## Records provided

use assert_cmd::Command;
use predicates::prelude::*;
use tempfile::tempdir;

fn cli(config_dir: &std::path::Path) -> Command {
    let mut cmd = Command::cargo_bin("select_core_cli").expect("binary builds");
    cmd.env("SELECT_CORE_CONFIG_DIR", config_dir);
    cmd.env_remove("RUST_LOG");
    cmd
}

#[test]
fn pick_prints_listing_then_group_and_item() {
    let dir = tempdir().expect("tempdir");
    cli(dir.path())
        .args([
            "--plain",
            "--label",
            "Select a fruit",
            "--group",
            "A=banana,apple",
            "--group",
            "B=cherry",
            "--pick",
            "2",
        ])
        .assert()
        .success()
        .stdout(predicate::str::contains("\nSelect a fruit:\n"))
        .stdout(predicate::str::contains("\t[1]\tapple\n"))
        .stdout(predicate::str::contains("\t[2]\tbanana\n"))
        .stdout(predicate::str::contains("\t[3]\tcherry\n"))
        .stdout(predicate::str::ends_with("A\tbanana\n"));
}

#[test]
fn out_of_range_pick_exits_with_error() {
    let dir = tempdir().expect("tempdir");
    cli(dir.path())
        .args(["--plain", "--group", "A=x", "--pick", "9"])
        .assert()
        .failure()
        .code(2)
        .stdout(predicate::str::contains("number 9 is out of range"));
}

#[test]
fn empty_selector_pick_is_always_out_of_range() {
    let dir = tempdir().expect("tempdir");
    cli(dir.path())
        .args(["--plain", "--pick", "1"])
        .assert()
        .failure()
        .code(2)
        .stdout(predicate::str::contains("number 1 is out of range"));
}

#[test]
fn bad_arguments_print_usage_and_fail() {
    let dir = tempdir().expect("tempdir");
    cli(dir.path())
        .args(["--plain", "--group", "missing-delimiter"])
        .assert()
        .failure()
        .code(2)
        .stdout(predicate::str::contains("invalid --group value"))
        .stdout(predicate::str::contains("usage: select_core_cli"));
}

#[test]
fn groups_print_sorted_case_insensitively() {
    let dir = tempdir().expect("tempdir");
    let assert = cli(dir.path())
        .args([
            "--plain",
            "--group",
            "Bravo=b",
            "--group",
            "alpha=a",
            "--pick",
            "1",
        ])
        .assert()
        .success()
        .stdout(predicate::str::ends_with("alpha\ta\n"));

    let stdout = String::from_utf8(assert.get_output().stdout.clone()).expect("utf8");
    let alpha = stdout.find("\nalpha\n").expect("alpha heading");
    let bravo = stdout.find("\nBravo\n").expect("Bravo heading");
    assert!(alpha < bravo, "alpha sorts before Bravo:\n{stdout}");
}
use std::env;
use std::process::ExitCode;

use select_core::cli::args::{self, CliArgs};
use select_core::cli::output::{self, OutputPreferences};
use select_core::cli::prompt::{self, PromptOutcome};
use select_core::config::ConfigManager;
use select_core::selector::GroupedSelector;

fn main() -> ExitCode {
    let args = match args::parse(env::args().skip(1)) {
        Ok(args) => args,
        Err(err) => {
            output::error(err);
            output::info(args::USAGE);
            return ExitCode::from(2);
        }
    };

    let config = match ConfigManager::new().load() {
        Ok(config) => config,
        Err(err) => {
            output::warning(format!("falling back to default config: {err}"));
            Default::default()
        }
    };

    output::set_preferences(OutputPreferences {
        plain_mode: config.plain_mode || args.plain,
        quiet_mode: config.quiet_mode || args.quiet,
    });
    select_core::init();

    run(args)
}

fn run(args: CliArgs) -> ExitCode {
    let mut selector = GroupedSelector::of_strings(args.label);
    for (name, items) in args.groups {
        selector.add_group_items(name, items);
    }

    selector.print();

    let number = match args.pick {
        Some(number) => number,
        None => match prompt::pick_number(&selector) {
            Ok(PromptOutcome::Selected(number)) => number,
            Ok(PromptOutcome::Cancelled) => {
                output::info("Selection cancelled.");
                return ExitCode::SUCCESS;
            }
            Err(err) => {
                output::error(format!("prompt failed: {err}"));
                return ExitCode::from(2);
            }
        },
    };

    match selector.resolve(number) {
        Ok((group, item)) => {
            tracing::debug!(number, group, "selection resolved");
            println!("{group}\t{item}");
            ExitCode::SUCCESS
        }
        Err(err) => {
            output::error(err);
            ExitCode::from(2)
        }
    }
}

## Work item
Everything in the listing above should be duplicated exactly.

## Finished task
use assert_cmd::Command;
use predicates::prelude::*;
use tempfile::tempdir;

fn cli(config_dir: &std::path::Path) -> Command {
    let mut cmd = Command::cargo_bin("select_core_cli").expect("binary builds");
    cmd.env("SELECT_CORE_CONFIG_DIR", config_dir);
    cmd.env_remove("RUST_LOG");
    cmd
}

#[test]
fn pick_prints_listing_then_group_and_item() {
    let dir = tempdir().expect("tempdir");
    cli(dir.path())
        .args([
            "--plain",
            "--label",
            "Select a fruit",
            "--group",
            "A=banana,apple",
            "--group",
            "B=cherry",
            "--pick",
            "2",
        ])
        .assert()
        .success()
        .stdout(predicate::str::contains("\nSelect a fruit:\n"))
        .stdout(predicate::str::contains("\t[1]\tapple\n"))
        .stdout(predicate::str::contains("\t[2]\tbanana\n"))
        .stdout(predicate::str::contains("\t[3]\tcherry\n"))
        .stdout(predicate::str::ends_with("A\tbanana\n"));
}

#[test]
fn out_of_range_pick_exits_with_error() {
    let dir = tempdir().expect("tempdir");
    cli(dir.path())
        .args(["--plain", "--group", "A=x", "--pick", "9"])
        .assert()
        .failure()
        .code(2)
        .stdout(predicate::str::contains("number 9 is out of range"));
}

#[test]
fn empty_selector_pick_is_always_out_of_range() {
    let dir = tempdir().expect("tempdir");
    cli(dir.path())
        .args(["--plain", "--pick", "1"])
        .assert()
        .failure()
        .code(2)
        .stdout(predicate::str::contains("number 1 is out of range"));
}

#[test]
fn bad_arguments_print_usage_and_fail() {
    let dir = tempdir().expect("tempdir");
    cli(dir.path())
        .args(["--plain", "--group", "missing-delimiter"])
        .assert()
        .failure()
        .code(2)
        .stdout(predicate::str::contains("invalid --group value"))
        .stdout(predicate::str::contains("usage: select_core_cli"));
}

#[test]
fn groups_print_sorted_case_insensitively() {
    let dir = tempdir().expect("tempdir");
    let assert = cli(dir.path())
        .args([
            "--plain",
            "--group",
            "Bravo=b",
            "--group",
            "alpha=a",
            "--pick",
            "1",
        ])
        .assert()
        .success()
        .stdout(predicate::str::ends_with("alpha\ta\n"));

    let stdout = String::from_utf8(assert.get_output().stdout.clone()).expect("utf8");
    let alpha = stdout.find("\nalpha\n").expect("alpha heading");
    let bravo = stdout.find("\nBravo\n").expect("Bravo heading");
    assert!(alpha < bravo, "alpha sorts before Bravo:\n{stdout}");
}
use std::env;
use std::process::ExitCode;

use select_core::cli::args::{self, CliArgs};
use select_core::cli::output::{self, OutputPreferences};
use select_core::cli::prompt::{self, PromptOutcome};
use select_core::config::ConfigManager;
use select_core::selector::GroupedSelector;

fn main() -> ExitCode {
    let args = match args::parse(env::args().skip(1)) {
        Ok(args) => args,
        Err(err) => {
            output::error(err);
            output::info(args::USAGE);
            return ExitCode::from(2);
        }
    };

    let config = match ConfigManager::new().load() {
        Ok(config) => config,
        Err(err) => {
            output::warning(format!("falling back to default config: {err}"));
            Default::default()
        }
    };

    output::set_preferences(OutputPreferences {
        plain_mode: config.plain_mode || args.plain,
        quiet_mode: config.quiet_mode || args.quiet,
    });
    select_core::init();

    run(args)
}

fn run(args: CliArgs) -> ExitCode {
    let mut selector = GroupedSelector::of_strings(args.label);
    for (name, items) in args.groups {
        selector.add_group_items(name, items);
    }

    selector.print();

    let number = match args.pick {
        Some(number) => number,
        None => match prompt::pick_number(&selector) {
            Ok(PromptOutcome::Selected(number)) => number,
            Ok(PromptOutcome::Cancelled) => {
                output::info("Selection cancelled.");
                return ExitCode::SUCCESS;
            }
            Err(err) => {
                output::error(format!("prompt failed: {err}"));
                return ExitCode::from(2);
            }
        },
    };

    match selector.resolve(number) {
        Ok((group, item)) => {
            tracing::debug!(number, group, "selection resolved");
            println!("{group}\t{item}");
            ExitCode::SUCCESS
        }
        Err(err) => {
            output::error(err);
            ExitCode::from(2)
        }
    }
}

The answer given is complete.